AWS Nodes Stuck in Launching When Upscaling after Downscaling

How severe does this issue affect your experience of using Ray?

  • Medium: It contributes to significant difficulty to complete my task, but I can work around it.

I’m working with a cluster of on-demand nodes. I’ve noticed that when the cluster downscales, or when a node dies, the autoscaler seems unable to actually launch new nodes. ray monitor shows the workers as pending / launching indefinitely:

Healthy:
 1 ray_head
Pending:
 ray_gpu_worker, 5 launching
Recent failures:
 (no failures)

In the AWS console, I see the head node but there is absolutely nothing happening with the pending worker nodes.

It’s not some AWS setting, since I can launch a fresh cluster just fine.
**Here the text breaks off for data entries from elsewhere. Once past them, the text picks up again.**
//! Turn state machine.
//!
//! Drives one user-message cycle: stream the model, collect the wave's tool
//! calls, execute them through the orchestrator, resume the model with the
//! results, repeat until the model ends its turn without tool calls.

use std::sync::Arc;
use std::time::Instant;

use futures::StreamExt;
use tokio_util::sync::CancellationToken;
use tracing::{debug, info, warn};

use crate::approval::SessionApprovals;
use crate::config::RuntimeConfig;
use crate::events::EventSink;
use crate::model::{ExponentialBackoff, ModelClient, ModelRequest};
use crate::orchestrator::ToolOrchestrator;
use crate::tools::ToolDefinition;
use crate::types::{ModelEvent, RuntimeEvent, StreamErrorKind, ToolInvocation, Turn, TurnState};

enum StreamFailure {
    Retryable(StreamErrorKind),
    Fatal(StreamErrorKind),
    Cancelled,
}

/// Runs one turn to a terminal state. Owned by the turn driver task; the
/// only writer of the turn while it is active.
pub(crate) struct TurnRunner {
    model: Arc<dyn ModelClient>,
    orchestrator: Arc<ToolOrchestrator>,
    sink: Arc<dyn EventSink>,
    config: Arc<RuntimeConfig>,
    system_prompt: String,
    tools: Vec<ToolDefinition>,
    cancel: CancellationToken,
}

impl TurnRunner {
    pub(crate) fn new(
        model: Arc<dyn ModelClient>,
        orchestrator: Arc<ToolOrchestrator>,
        sink: Arc<dyn EventSink>,
        config: Arc<RuntimeConfig>,
        system_prompt: String,
        tools: Vec<ToolDefinition>,
        cancel: CancellationToken,
    ) -> Self {
        Self {
            model,
            orchestrator,
            sink,
            config,
            system_prompt,
            tools,
            cancel,
        }
    }

    /// Drive the turn until the model finishes without tool calls.
    ///
    /// `Ok(())` leaves the turn `Completed`; errors leave state handling to
    /// the caller (`Cancelled` discards, transport exhaustion fails).
    pub(crate) async fn run(
        &self,
        history: &[Turn],
        turn: &mut Turn,
        approvals: &mut SessionApprovals,
    ) -> crate::Result<()> {
        let started = Instant::now();
        let backoff = ExponentialBackoff::from_retry_config(&self.config.retry);

        turn.state = TurnState::Streaming;
        info!(turn_id = %turn.id, "turn started");

        loop {
            turn.metrics.waves += 1;
            if turn.metrics.waves > self.config.max_waves {
                warn!(turn_id = %turn.id, max = self.config.max_waves, "max waves reached");
                break;
            }

            let request = ModelRequest::assemble(
                self.system_prompt.clone(),
                history,
                turn,
                self.tools.clone(),
            );
            let pending = self.stream_wave(request, turn, &backoff).await?;

            if pending.is_empty() {
                debug!(turn_id = %turn.id, "no tool calls pending, finalizing");
                break;
            }

            // The whole pending set is handed over atomically; the
            // orchestrator owns scheduling within the wave.
            turn.state = TurnState::ToolsPending;
            debug!(turn_id = %turn.id, calls = pending.len(), "dispatching tool batch");
            turn.state = TurnState::ToolsExecuting;

            let completed = self
                .orchestrator
                .execute(&turn.id, pending, approvals, &self.cancel)
                .await;

            if self.cancel.is_cancelled() {
                return Err(crate::Error::Cancelled);
            }

            for call in &completed {
                let duration_ms = call.duration.map(|d| d.as_millis() as u64).unwrap_or(0);
                turn.metrics
                    .record_tool(&call.tool, duration_ms, call.is_error());
            }
            turn.invocations.extend(completed);
            turn.state = TurnState::Streaming;
        }

        turn.state = TurnState::Finalizing;
        turn.metrics.execution_time_ms = started.elapsed().as_millis() as u64;
        turn.ended_at = Some(chrono::Utc::now());
        turn.state = TurnState::Completed;

        info!(
            turn_id = %turn.id,
            waves = turn.metrics.waves,
            tool_calls = turn.metrics.tool_calls,
            total_tokens = turn.usage.total(),
            "turn completed"
        );
        Ok(())
    }

    /// Stream one wave, retrying transient transport failures with backoff.
    ///
    /// Text accumulated by a failed attempt is rolled back so a retry does
    /// not duplicate it; tool calls of a failed attempt are discarded with
    /// the attempt.
    async fn stream_wave(
        &self,
        request: ModelRequest,
        turn: &mut Turn,
        backoff: &ExponentialBackoff,
    ) -> crate::Result<Vec<ToolInvocation>> {
        let mut attempt: u32 = 0;
        loop {
            attempt += 1;
            let text_checkpoint = turn.text.len();

            match self.try_stream(&request, turn).await {
                Ok(pending) => {
                    turn.metrics.retries += attempt - 1;
                    return Ok(pending);
                }
                Err(StreamFailure::Cancelled) => return Err(crate::Error::Cancelled),
                Err(StreamFailure::Fatal(kind)) => {
                    return Err(crate::Error::Transport {
                        message: kind.to_string(),
                        attempts: attempt,
                    });
                }
                Err(StreamFailure::Retryable(kind)) => {
                    turn.text.truncate(text_checkpoint);
                    if attempt >= self.config.retry.max_attempts {
                        return Err(crate::Error::Transport {
                            message: kind.to_string(),
                            attempts: attempt,
                        });
                    }

                    let delay = backoff.delay_for(attempt);
                    warn!(
                        turn_id = %turn.id,
                        attempt,
                        delay_ms = delay.as_millis() as u64,
                        error = %kind,
                        "transient stream failure, retrying"
                    );
                    tokio::select! {
                        _ = self.cancel.cancelled() => return Err(crate::Error::Cancelled),
                        _ = tokio::time::sleep(delay) => {}
                    }
                }
            }
        }
    }

    async fn try_stream(
        &self,
        request: &ModelRequest,
        turn: &mut Turn,
    ) -> std::result::Result<Vec<ToolInvocation>, StreamFailure> {
        let mut stream = match self.model.send(request.clone()).await {
            Ok(stream) => stream,
            Err(e) => {
                return Err(StreamFailure::Retryable(StreamErrorKind::disconnected(
                    e.to_string(),
                )));
            }
        };

        let mut pending = Vec::new();
        loop {
            let event = tokio::select! {
                _ = self.cancel.cancelled() => return Err(StreamFailure::Cancelled),
                event = stream.next() => event,
            };

            match event {
                Some(ModelEvent::TextDelta { delta }) => {
                    turn.text.push_str(&delta);
                    self.sink.emit(RuntimeEvent::TextDelta {
                        turn_id: turn.id.clone(),
                        delta,
                    });
                }
                Some(ModelEvent::ToolCallRequested(req)) => {
                    pending.push(
                        ToolInvocation::requested(req.call_id, req.tool, req.args)
                            .with_escalation(req.escalated),
                    );
                }
                Some(ModelEvent::Completed { usage }) => {
                    turn.usage.add(&usage);
                    return Ok(pending);
                }
                Some(ModelEvent::Error(kind)) => {
                    return Err(if kind.is_retryable() {
                        StreamFailure::Retryable(kind)
                    } else {
                        StreamFailure::Fatal(kind)
                    });
                }
                None => {
                    return Err(StreamFailure::Retryable(StreamErrorKind::disconnected(
                        "stream ended without completion",
                    )));
                }
            }
        }
    }
}
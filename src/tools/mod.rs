//! Tool handler traits and the capability registry.

mod registry;
mod traits;

pub use registry::{RegisteredTool, ToolRegistry};
pub use traits::{
    ExecutionContext, HandlerResult, ToolDefinition, ToolHandler, TypedToolHandler,
};
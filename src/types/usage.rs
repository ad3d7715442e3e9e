//! Token accounting.

use serde::{Deserialize, Serialize};

/// Token counts accumulated over one turn or one whole session.
#[derive(Clone, Copy, Debug, Default, PartialEq, Eq, Serialize, Deserialize)]
pub struct TokenUsage {
    pub input_tokens: u64,
    pub output_tokens: u64,
    pub cached_input_tokens: u64,
}

impl TokenUsage {
    pub fn new(input_tokens: u64, output_tokens: u64) -> Self {
        Self {
            input_tokens,
            output_tokens,
            cached_input_tokens: 0,
        }
    }

    pub fn total(&self) -> u64 {
        self.input_tokens + self.output_tokens
    }

    pub fn add(&mut self, other: &TokenUsage) {
        self.input_tokens += other.input_tokens;
        self.output_tokens += other.output_tokens;
        self.cached_input_tokens += other.cached_input_tokens;
    }
}

#[cfg(test)]
mod tests {
    use super::*;

    #[test]
    fn test_usage_accumulation() {
        let mut usage = TokenUsage::new(100, 50);
        usage.add(&TokenUsage::new(200, 100));

        assert_eq!(usage.input_tokens, 300);
        assert_eq!(usage.output_tokens, 150);
        assert_eq!(usage.total(), 450);
    }
}
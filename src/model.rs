//! Model client seam.
//!
//! The runtime consumes a stream of [`ModelEvent`]s and never defines a wire
//! encoding; a provider adapter implements [`ModelClient`] on top of
//! whatever transport it speaks.

use std::pin::Pin;
use std::time::Duration;

use async_trait::async_trait;
use futures::Stream;
use serde::{Deserialize, Serialize};

use crate::tools::ToolDefinition;
use crate::types::{ModelEvent, Turn, TurnKind};

pub type ModelEventStream = Pin<Box<dyn Stream<Item = ModelEvent> + Send>>;

/// One entry of an assembled prompt. Adapters translate these into their
/// provider's message encoding.
#[derive(Clone, Debug, Serialize, Deserialize)]
#[serde(tag = "role", rename_all = "snake_case")]
pub enum PromptMessage {
    User {
        content: String,
    },
    Assistant {
        content: String,
    },
    ToolCall {
        call_id: String,
        tool: String,
        args: serde_json::Value,
    },
    ToolResult {
        call_id: String,
        output: String,
        is_error: bool,
    },
}

/// Assembled request: system prompt, rendered history, tool schemas.
#[derive(Clone, Debug, Default)]
pub struct ModelRequest {
    pub system: String,
    pub messages: Vec<PromptMessage>,
    pub tools: Vec<ToolDefinition>,
}

impl ModelRequest {
    pub fn new(system: impl Into<String>) -> Self {
        Self {
            system: system.into(),
            messages: Vec::new(),
            tools: Vec::new(),
        }
    }

    pub fn with_tools(mut self, tools: Vec<ToolDefinition>) -> Self {
        self.tools = tools;
        self
    }

    /// Render one turn into prompt messages, in conversation order.
    pub fn push_turn(&mut self, turn: &Turn) {
        match turn.kind {
            TurnKind::Summary => {
                self.messages.push(PromptMessage::User {
                    content: format!("[Previous conversation summary]\n{}", turn.text),
                });
            }
            TurnKind::User => {
                self.messages.push(PromptMessage::User {
                    content: turn.input.clone(),
                });
                if !turn.text.is_empty() {
                    self.messages.push(PromptMessage::Assistant {
                        content: turn.text.clone(),
                    });
                }
                for call in &turn.invocations {
                    self.messages.push(PromptMessage::ToolCall {
                        call_id: call.call_id.clone(),
                        tool: call.tool.clone(),
                        args: call.args.clone(),
                    });
                    self.messages.push(PromptMessage::ToolResult {
                        call_id: call.call_id.clone(),
                        output: call.result_text(),
                        is_error: call.is_error(),
                    });
                }
            }
        }
    }

    /// Assemble system + completed history + the in-progress turn.
    pub fn assemble(
        system: impl Into<String>,
        history: &[Turn],
        current: &Turn,
        tools: Vec<ToolDefinition>,
    ) -> Self {
        let mut request = Self::new(system).with_tools(tools);
        for turn in history {
            request.push_turn(turn);
        }
        request.push_turn(current);
        request
    }
}

/// Streaming model interface consumed by the turn state machine (and, in
/// degenerate non-tool form, by the compactor).
#[async_trait]
pub trait ModelClient: Send + Sync {
    /// Open a response stream. An `Err` here is a transport failure to
    /// connect; mid-stream failures arrive as [`ModelEvent::Error`].
    async fn send(&self, request: ModelRequest) -> crate::Result<ModelEventStream>;
}

/// Exponential backoff with jitter for transport retries.
#[derive(Clone)]
pub struct ExponentialBackoff {
    initial: Duration,
    max: Duration,
    factor: f64,
    jitter: f64,
}

impl ExponentialBackoff {
    pub fn new(initial: Duration, max: Duration, factor: f64) -> Self {
        Self {
            initial,
            max,
            factor,
            jitter: 0.1,
        }
    }

    pub fn from_retry_config(retry: &crate::config::RetryConfig) -> Self {
        Self::new(retry.initial_delay, retry.max_delay, retry.factor)
    }

    pub fn with_jitter(mut self, jitter: f64) -> Self {
        self.jitter = jitter.clamp(0.0, 1.0);
        self
    }

    pub fn delay_for(&self, attempt: u32) -> Duration {
        let base =
            self.initial.as_millis() as f64 * self.factor.powi(attempt.saturating_sub(1) as i32);
        let clamped = base.min(self.max.as_millis() as f64);

        let jittered = if self.jitter > 0.0 {
            let jitter_range = clamped * self.jitter;
            let jitter_offset = rand::random::<f64>() * jitter_range * 2.0 - jitter_range;
            (clamped + jitter_offset).max(0.0)
        } else {
            clamped
        };

        Duration::from_millis(jittered as u64)
    }
}

impl Default for ExponentialBackoff {
    fn default() -> Self {
        Self {
            initial: Duration::from_millis(200),
            max: Duration::from_secs(10),
            factor: 2.0,
            jitter: 0.1,
        }
    }
}

#[cfg(test)]
mod tests {
    use super::*;
    use crate::types::ToolInvocation;

    #[test]
    fn test_backoff_progression() {
        let backoff =
            ExponentialBackoff::new(Duration::from_millis(100), Duration::from_secs(10), 2.0)
                .with_jitter(0.0);

        assert_eq!(backoff.delay_for(1), Duration::from_millis(100));
        assert_eq!(backoff.delay_for(2), Duration::from_millis(200));
        assert_eq!(backoff.delay_for(3), Duration::from_millis(400));
    }

    #[test]
    fn test_backoff_clamps_at_max() {
        let backoff =
            ExponentialBackoff::new(Duration::from_millis(100), Duration::from_millis(500), 2.0)
                .with_jitter(0.0);
        assert_eq!(backoff.delay_for(10), Duration::from_millis(500));
    }

    #[test]
    fn test_assemble_renders_history_in_order() {
        let mut prior = Turn::new("first question");
        prior.text = "first answer".into();

        let mut call =
            ToolInvocation::requested("c1", "read_file", serde_json::json!({"path": "a.rs"}));
        call.outcome = Some(Ok("fn main() {}".into()));
        prior.invocations.push(call);

        let current = Turn::new("second question");

        let request = ModelRequest::assemble("system prompt", &[prior], &current, Vec::new());
        assert_eq!(request.system, "system prompt");
        assert_eq!(request.messages.len(), 5);
        assert!(matches!(
            request.messages[0],
            PromptMessage::User { ref content } if content == "first question"
        ));
        assert!(matches!(request.messages[2], PromptMessage::ToolCall { .. }));
        assert!(matches!(
            request.messages[3],
            PromptMessage::ToolResult { is_error: false, .. }
        ));
        assert!(matches!(
            request.messages[4],
            PromptMessage::User { ref content } if content == "second question"
        ));
    }

    #[test]
    fn test_summary_turn_rendered_as_context() {
        let summary = Turn::summary("we already fixed the parser");
        let current = Turn::new("next step?");
        let request = ModelRequest::assemble("sys", &[summary], &current, Vec::new());

        assert!(matches!(
            request.messages[0],
            PromptMessage::User { ref content }
                if content.contains("[Previous conversation summary]")
        ));
    }
}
And the cluster autoscales up just fine. I also don’t know where to get to find any more detailed logs to help diagnose.

Hi @mdagost. This sounds like a bug.
Are you able to reproduce this behavior each time the cluster downscales a node?
Would you mind opening a bug report issue on the Ray GitHub and tagging me (@DmitriGekhtman) on the issue?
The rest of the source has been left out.